Tout comme l’écrivait Sartre dans Huis clos (1943), l’enfer pourrait bien être les autres dans Femmes entre elles (1955) d’Antonioni, adapté de la nouvelle Entre femmes seules de Cesare Pavese, elle-même publiée avec son dernier roman Le Bel été en 1949, un an avant son suicide. Il s’est écoulé peu d’années entre la mort de l’écrivain et le tournage du film. Nul doute qu’Antonioni a dû trouver dans l’œuvre du romancier un écho à ses propres hantises .

Motif cher au cinéaste autour duquel sera articulé L’Avventura (1960), le film débute par une absence : celle de Rosetta, découverte inconsciente sur un lit par la solide Clelia qui fera par là son entrée dans l’artificielle bourgeoisie turinoise, une arène cruelle, qui n’épargnera pas deux fois sa victime. Échouée à l’hôpital, Rosetta doit d’abord supporter une mère, qui, debout devant son miroir de poche, déplorerait presque le suicide raté de sa fille, lui reprochant de lui avoir imposé un stress aussi intolérable qu’inutile. Rosetta devra exécuter son grand retour sur scène, reprendre sa place dans le ballet dérisoire que lui impose le protocole de sa classe. La démesure de son amour stérile pour Lorenzo, le mari de son amie Nene, se heurtera à la sécheresse de celui-ci : « Je suis comme un gamin qui a envie de jouer ». Comme à la roulette russe, Rosetta, elle, joue sa vie à chaque étreinte. Lorenzo, lui, n’a « besoin de personne ». La sentence égoïstement prononcée aura raison de Rosetta.
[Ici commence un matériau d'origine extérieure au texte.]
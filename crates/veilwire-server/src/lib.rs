//! Veilwire server.
//!
//! Tokio TCP server for the Veilwire channel. The server is the handshake
//! initiator: it generates fresh DH parameters per connection, signs them
//! with its authority key, and arms an encrypted transport once the client
//! replies.
//!
//! # Architecture
//!
//! Protocol logic lives in the Sans-IO state machines of [`veilwire_core`].
//! This crate is the glue: it accepts sockets, runs the CPU-heavy handshake
//! steps on the blocking pool under a timeout, owns the [`SessionCache`], and
//! dispatches decrypted requests to a [`Router`].
//!
//! # Components
//!
//! - [`Server`]: listener and accept loop
//! - [`Router`] / [`DefaultRouter`]: request dispatch
//! - [`keys`]: authority key file handling

#![forbid(unsafe_code)]
#![deny(missing_docs)]

mod connection;
mod error;
pub mod keys;
mod router;

use std::{net::SocketAddr, path::PathBuf, sync::Arc, time::Duration};

pub use error::ServerError;
pub use router::{DefaultRouter, Router, SessionContext};
use tokio::{
    net::TcpListener,
    sync::{Mutex, Semaphore},
};
use veilwire_core::{HandshakeConfig, SessionCache, TransportConfig};
use veilwire_crypto::{AuthorityKeyPair, AuthorityPublicKey};

use crate::{
    connection::{ConnectionShared, handle_connection},
    keys::KeySource,
};

/// Default limit for the whole handshake
pub const DEFAULT_HANDSHAKE_TIMEOUT: Duration = Duration::from_secs(30);

/// Default limit on concurrent connections
pub const DEFAULT_MAX_CONNECTIONS: usize = 1024;

/// Server configuration for the production runtime.
#[derive(Debug, Clone)]
pub struct ServerRuntimeConfig {
    /// Address to bind to (e.g., "0.0.0.0:7100")
    pub bind_address: String,
    /// Identity signed into every handshake: the address clients dial.
    /// Defaults to the bound local address.
    pub identity: Option<String>,
    /// Path to the hex authority key. Generates an ephemeral key if unset.
    pub key_path: Option<PathBuf>,
    /// Handshake parameters
    pub handshake: HandshakeConfig,
    /// Record format
    pub transport: TransportConfig,
    /// Limit for the whole handshake, prime generation included
    pub handshake_timeout: Duration,
    /// Connections beyond this are dropped at accept
    pub max_connections: usize,
}

impl Default for ServerRuntimeConfig {
    fn default() -> Self {
        Self {
            bind_address: "0.0.0.0:7100".to_string(),
            identity: None,
            key_path: None,
            handshake: HandshakeConfig::default(),
            transport: TransportConfig::default(),
            handshake_timeout: DEFAULT_HANDSHAKE_TIMEOUT,
            max_connections: DEFAULT_MAX_CONNECTIONS,
        }
    }
}

/// Production Veilwire server.
pub struct Server {
    listener: TcpListener,
    shared: Arc<ConnectionShared>,
    limiter: Arc<Semaphore>,
    key_source: KeySource,
}

impl Server {
    /// Load the authority key and bind the listener.
    ///
    /// # Errors
    ///
    /// - `Config` if the bind address or key file is invalid
    /// - `Io` if the address cannot be bound
    pub async fn bind(config: ServerRuntimeConfig) -> Result<Self, ServerError> {
        let (authority, key_source) = keys::load_or_generate(config.key_path.as_deref())?;
        Self::bind_with_authority(config, authority, key_source).await
    }

    /// Bind with an already loaded authority key.
    ///
    /// # Errors
    ///
    /// - `Config` if the bind address is invalid
    /// - `Io` if the address cannot be bound
    pub async fn bind_with_authority(
        config: ServerRuntimeConfig,
        authority: AuthorityKeyPair,
        key_source: KeySource,
    ) -> Result<Self, ServerError> {
        let addr: SocketAddr = config.bind_address.parse().map_err(|e| {
            ServerError::Config(format!("invalid bind address '{}': {e}", config.bind_address))
        })?;
        if config.max_connections == 0 {
            return Err(ServerError::Config("max_connections must be positive".to_string()));
        }

        let listener = TcpListener::bind(addr).await?;
        let identity = match config.identity {
            Some(identity) => identity,
            None => listener.local_addr()?.to_string(),
        };

        tracing::info!(%identity, "listening on {}", listener.local_addr()?);

        let shared = Arc::new(ConnectionShared {
            authority: Arc::new(authority),
            identity,
            handshake: config.handshake,
            transport: config.transport,
            handshake_timeout: config.handshake_timeout,
            sessions: Arc::new(Mutex::new(SessionCache::new())),
            router: Arc::new(DefaultRouter),
        });

        Ok(Self {
            listener,
            shared,
            limiter: Arc::new(Semaphore::new(config.max_connections)),
            key_source,
        })
    }

    /// Replace the request router.
    ///
    /// Call before [`Server::run`].
    #[must_use]
    pub fn with_router(mut self, router: impl Router) -> Self {
        let shared = ConnectionShared {
            authority: Arc::clone(&self.shared.authority),
            identity: self.shared.identity.clone(),
            handshake: self.shared.handshake.clone(),
            transport: self.shared.transport,
            handshake_timeout: self.shared.handshake_timeout,
            sessions: Arc::clone(&self.shared.sessions),
            router: Arc::new(router),
        };
        self.shared = Arc::new(shared);
        self
    }

    /// Run the accept loop.
    ///
    /// Runs until the task is cancelled. Per-connection failures are logged
    /// and never stop the loop.
    pub async fn run(self) -> Result<(), ServerError> {
        if self.key_source == KeySource::Ephemeral {
            tracing::warn!("no authority key configured - using an ephemeral key");
            tracing::warn!("clients cannot pin an ephemeral key across restarts");
        }

        loop {
            let (stream, peer) = match self.listener.accept().await {
                Ok(accepted) => accepted,
                Err(e) => {
                    tracing::error!("accept error: {}", e);
                    continue;
                },
            };

            let Ok(permit) = Arc::clone(&self.limiter).try_acquire_owned() else {
                tracing::warn!(%peer, "connection limit reached, dropping connection");
                continue;
            };

            if let Err(e) = stream.set_nodelay(true) {
                tracing::debug!(%peer, "set_nodelay failed: {}", e);
            }

            let shared = Arc::clone(&self.shared);
            tokio::spawn(async move {
                let _permit = permit;
                match handle_connection(stream, peer, shared).await {
                    Ok(()) => {},
                    Err(ServerError::Handshake(err)) if err.is_attack_indicator() => {
                        tracing::warn!(%peer, "handshake rejected: {}", err);
                    },
                    Err(ServerError::Record(err)) => {
                        tracing::warn!(%peer, "closing connection: {}", err);
                    },
                    Err(e) => {
                        tracing::debug!(%peer, "connection ended: {}", e);
                    },
                }
            });
        }
    }

    /// Local address the server is bound to.
    ///
    /// # Errors
    ///
    /// - `Io` if the socket has no local address
    pub fn local_addr(&self) -> Result<SocketAddr, ServerError> {
        Ok(self.listener.local_addr()?)
    }

    /// Identity signed into every handshake.
    pub fn identity(&self) -> &str {
        &self.shared.identity
    }

    /// Public half of the authority key. Clients need it to connect.
    pub fn public_key(&self) -> AuthorityPublicKey {
        self.shared.authority.public_key()
    }

    /// Shared session cache.
    pub fn sessions(&self) -> Arc<Mutex<SessionCache>> {
        Arc::clone(&self.shared.sessions)
    }
}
« Je m’assiérai sur ton canapé. J’attendrai que tu t’occupes de moi. » – Estelle, dans Huis clos.
 

 

 

L’abnégation de Rosetta trouve son contrepoids dans la détermination de la généreuse Clelia à exister par et pour elle-même. Venue de Rome pour diriger une maison de couture, rien ne devra nuire à son travail, sa seule et unique bouée. On ne peut pas compter sur les hommes. Ils sont lâches, voire amers, comme Piero dans L’Éclipse (1962), ou Sandro face à la solaire Claudia dans L’Avventura. Ils cristallisent néanmoins les pensées de ces femmes désœuvrées : « Je voudrais être la plus belle pour que tu m’aimes plus que les autres », confiera Rosetta. Être la plus belle… pour qui, pour quoi ? Se marier… pour mieux passer de bras en bras. L’intrusion de Clelia dans ce groupe de femmes oisives révélera la concurrence de ces amies qui se serrent la main comme on fait un bras de fer, et pour qui la survie consiste, dans le cas de Momina et Mariella, à renvoyer une image de séductrices cruelles et inoxydables, ou, pour Nene, à s’effacer devant l’ego jaloux et écrasant de son mari. À la mesure de la colère et de la déception de Clelia, le titre du film en italien, Le Amiche (« les amies »), résonne d’une ironie certes féroce mais surtout pathétique.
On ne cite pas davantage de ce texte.